*Directions for this task*
For each line below that contains the string "slept", copy that line.

Saved entries
* * * * *

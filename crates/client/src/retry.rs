//! Bounded retry with a linear backoff between a minimum and maximum delay.

use std::fmt;
use std::future::Future;
use std::sync::Arc;
use std::time::Duration;
use tokio::time::sleep;
use tracing::{debug, error, warn};

/// Classifies an error as worth retrying.
pub trait TransientErrorDetection<E>: Send + Sync {
    fn is_transient(&self, error: &E) -> bool;
}

impl<E, F> TransientErrorDetection<E> for F
where
    F: Fn(&E) -> bool + Send + Sync,
{
    fn is_transient(&self, error: &E) -> bool {
        self(error)
    }
}

/// Emitted before the engine sleeps ahead of another attempt.
#[derive(Debug, Clone, PartialEq, Eq)]
pub struct RetryEvent {
    pub policy: String,
    /// The attempt that just failed, starting at 1.
    pub attempt: u32,
    /// Delay before the next attempt.
    pub delay: Duration,
    pub error: String,
}

pub type RetryObserver = Arc<dyn Fn(&RetryEvent) + Send + Sync>;

/// Per-call bookkeeping, discarded once the operation settles.
#[derive(Debug, Clone)]
pub struct RetryContext {
    pub name: String,
    pub max_attempts: u32,
    pub min_delay: Duration,
    pub max_delay: Duration,
    pub attempts: u32,
    pub last_error: Option<String>,
}

impl RetryContext {
    fn new(policy: &RetryPolicy) -> Self {
        Self {
            name: policy.name.clone(),
            max_attempts: policy.max_attempts(),
            min_delay: policy.min_delay,
            max_delay: policy.max_delay,
            attempts: 0,
            last_error: None,
        }
    }

    fn exhausted(&self) -> bool {
        self.attempts >= self.max_attempts
    }
}

#[derive(Clone)]
pub struct RetryPolicy {
    pub name: String,
    max_attempts: u32,
    min_delay: Duration,
    max_delay: Duration,
    on_retry: Option<RetryObserver>,
}

impl fmt::Debug for RetryPolicy {
    fn fmt(&self, f: &mut fmt::Formatter<'_>) -> fmt::Result {
        f.debug_struct("RetryPolicy")
            .field("name", &self.name)
            .field("max_attempts", &self.max_attempts)
            .field("min_delay", &self.min_delay)
            .field("max_delay", &self.max_delay)
            .field("on_retry", &self.on_retry.is_some())
            .finish()
    }
}

impl Default for RetryPolicy {
    fn default() -> Self {
        Self::new(
            "BillingRetryStrategy",
            5,
            Duration::from_millis(100),
            Duration::from_millis(200),
        )
    }
}

impl RetryPolicy {
    /// `max_attempts` counts the first call; zero is treated as one.
    /// A `max_delay` below `min_delay` is raised to it.
    pub fn new(name: impl Into<String>, max_attempts: u32, min_delay: Duration, max_delay: Duration) -> Self {
        Self {
            name: name.into(),
            max_attempts: max_attempts.max(1),
            min_delay,
            max_delay: max_delay.max(min_delay),
            on_retry: None,
        }
    }

    pub fn max_attempts(&self) -> u32 {
        self.max_attempts
    }

    pub fn min_delay(&self) -> Duration {
        self.min_delay
    }

    pub fn max_delay(&self) -> Duration {
        self.max_delay
    }

    pub fn on_retry<F>(mut self, observer: F) -> Self
    where
        F: Fn(&RetryEvent) + Send + Sync + 'static,
    {
        self.on_retry = Some(Arc::new(observer));
        self
    }

    /// Delay after the `attempt`-th failure: `min_delay` after the first,
    /// growing linearly to reach `max_delay` at `max_attempts`.
    pub fn delay_for(&self, attempt: u32) -> Duration {
        if self.max_attempts <= 1 {
            return self.min_delay;
        }
        let step = attempt.clamp(1, self.max_attempts) - 1;
        let span = self.max_delay.saturating_sub(self.min_delay);
        self.min_delay + span * step / (self.max_attempts - 1)
    }

    /// Runs `operation` until it succeeds, fails with an error `detector`
    /// deems permanent, or the attempt budget is spent. The last error is
    /// returned unchanged.
    pub async fn execute<T, E, D, F, Fut>(&self, detector: &D, mut operation: F) -> Result<T, E>
    where
        D: TransientErrorDetection<E> + ?Sized,
        F: FnMut() -> Fut,
        Fut: Future<Output = Result<T, E>>,
        E: fmt::Display,
    {
        let mut context = RetryContext::new(self);
        loop {
            context.attempts += 1;
            let err = match operation().await {
                Ok(value) => {
                    if context.attempts > 1 {
                        debug!(
                            policy = %context.name,
                            attempts = context.attempts,
                            "operation succeeded after retry"
                        );
                    }
                    return Ok(value);
                }
                Err(err) => err,
            };

            if !detector.is_transient(&err) {
                debug!(policy = %context.name, attempt = context.attempts, error = %err, "permanent failure");
                return Err(err);
            }
            if context.exhausted() {
                error!(
                    policy = %context.name,
                    attempts = context.attempts,
                    last_error = context.last_error.as_deref().unwrap_or_default(),
                    error = %err,
                    "retries exhausted"
                );
                return Err(err);
            }

            let event = RetryEvent {
                policy: context.name.clone(),
                attempt: context.attempts,
                delay: self.delay_for(context.attempts),
                error: err.to_string(),
            };
            warn!(
                policy = %event.policy,
                attempt = event.attempt,
                max_attempts = context.max_attempts,
                delay_ms = event.delay.as_millis() as u64,
                error = %event.error,
                "transient failure, retrying"
            );
            if let Some(observer) = &self.on_retry {
                observer(&event);
            }
            context.last_error = Some(event.error);
            sleep(event.delay).await;
        }
    }
}

#[cfg(test)]
mod tests {
    use super::*;
    use std::sync::atomic::{AtomicU32, Ordering};
    use std::sync::Mutex;

    #[derive(Debug, PartialEq)]
    struct Flaky(u32);

    impl fmt::Display for Flaky {
        fn fmt(&self, f: &mut fmt::Formatter<'_>) -> fmt::Result {
            write!(f, "flaky failure #{}", self.0)
        }
    }

    fn recording(policy: RetryPolicy) -> (RetryPolicy, Arc<Mutex<Vec<RetryEvent>>>) {
        let events = Arc::new(Mutex::new(Vec::new()));
        let sink = Arc::clone(&events);
        let policy = policy.on_retry(move |event| sink.lock().unwrap().push(event.clone()));
        (policy, events)
    }

    #[test]
    fn default_policy() {
        let policy = RetryPolicy::default();
        assert_eq!(policy.name, "BillingRetryStrategy");
        assert_eq!(policy.max_attempts(), 5);
        assert_eq!(policy.min_delay(), Duration::from_millis(100));
        assert_eq!(policy.max_delay(), Duration::from_millis(200));
    }

    #[test]
    fn delays_grow_from_min_to_max() {
        let policy = RetryPolicy::default();
        let delays: Vec<u128> = (1..=5).map(|n| policy.delay_for(n).as_millis()).collect();
        assert_eq!(delays, vec![100, 125, 150, 175, 200]);
        assert_eq!(policy.delay_for(50), Duration::from_millis(200));
    }

    #[test]
    fn degenerate_policies() {
        let single = RetryPolicy::new("once", 0, Duration::from_millis(10), Duration::from_millis(20));
        assert_eq!(single.max_attempts(), 1);
        assert_eq!(single.delay_for(1), Duration::from_millis(10));

        let inverted = RetryPolicy::new("inv", 3, Duration::from_millis(50), Duration::from_millis(10));
        assert_eq!(inverted.max_delay(), Duration::from_millis(50));
        assert_eq!(inverted.delay_for(3), Duration::from_millis(50));
    }

    #[test]
    fn delay_bounds_survive_observer_and_clone() {
        let policy = RetryPolicy::new("bounded", 4, Duration::from_millis(80), Duration::from_millis(20))
            .on_retry(|_| {});
        let copy = policy.clone();
        for p in [&policy, &copy] {
            assert!(p.min_delay() <= p.max_delay());
            assert_eq!(p.max_delay(), Duration::from_millis(80));
            assert!((1..=4).all(|n| p.delay_for(n) == Duration::from_millis(80)));
        }
    }

    #[tokio::test(start_paused = true)]
    async fn permanent_error_is_attempted_once() {
        let (policy, events) = recording(RetryPolicy::default());
        let counter = AtomicU32::new(0);
        let calls = &counter;
        let result: Result<(), Flaky> = policy
            .execute(&|_: &Flaky| false, || async move {
                Err(Flaky(calls.fetch_add(1, Ordering::SeqCst) + 1))
            })
            .await;
        assert_eq!(result, Err(Flaky(1)));
        assert_eq!(calls.load(Ordering::SeqCst), 1);
        assert!(events.lock().unwrap().is_empty());
    }

    #[tokio::test(start_paused = true)]
    async fn transient_error_uses_whole_budget() {
        let (policy, events) = recording(RetryPolicy::default());
        let counter = AtomicU32::new(0);
        let calls = &counter;
        let started = tokio::time::Instant::now();
        let result: Result<(), Flaky> = policy
            .execute(&|_: &Flaky| true, || async move {
                Err(Flaky(calls.fetch_add(1, Ordering::SeqCst) + 1))
            })
            .await;

        assert_eq!(result, Err(Flaky(5)));
        assert_eq!(calls.load(Ordering::SeqCst), 5);

        let events = events.lock().unwrap();
        assert_eq!(events.len(), 4);
        let delays: Vec<Duration> = events.iter().map(|e| e.delay).collect();
        for delay in &delays {
            assert!(*delay >= Duration::from_millis(100) && *delay <= Duration::from_millis(200));
        }
        assert!(delays.windows(2).all(|pair| pair[0] <= pair[1]));
        assert_eq!(events[0].attempt, 1);
        assert_eq!(events[3].attempt, 4);
        assert_eq!(events[2].error, "flaky failure #3");

        let slept: Duration = delays.iter().sum();
        assert!(started.elapsed() >= slept);
    }

    #[tokio::test(start_paused = true)]
    async fn success_after_two_transient_failures() {
        let (policy, events) = recording(RetryPolicy::default());
        let counter = AtomicU32::new(0);
        let calls = &counter;
        let result = policy
            .execute(&|_: &Flaky| true, || async move {
                let n = calls.fetch_add(1, Ordering::SeqCst) + 1;
                if n < 3 {
                    Err(Flaky(n))
                } else {
                    Ok("settled")
                }
            })
            .await;
        assert_eq!(result, Ok("settled"));
        assert_eq!(calls.load(Ordering::SeqCst), 3);
        assert_eq!(events.lock().unwrap().len(), 2);
    }

    #[tokio::test(start_paused = true)]
    async fn classifier_sees_each_error() {
        let policy = RetryPolicy::new("odd", 5, Duration::from_millis(1), Duration::from_millis(2));
        let counter = AtomicU32::new(0);
        let calls = &counter;
        // only odd-numbered failures are transient, so the second one stops the loop
        let result: Result<(), Flaky> = policy
            .execute(&|e: &Flaky| e.0 % 2 == 1, || async move {
                Err(Flaky(calls.fetch_add(1, Ordering::SeqCst) + 1))
            })
            .await;
        assert_eq!(result, Err(Flaky(2)));
    }
}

* * * * *

*Task result*
        let slept: Duration = delays.iter().sum();
        assert!(started.elapsed() >= slept);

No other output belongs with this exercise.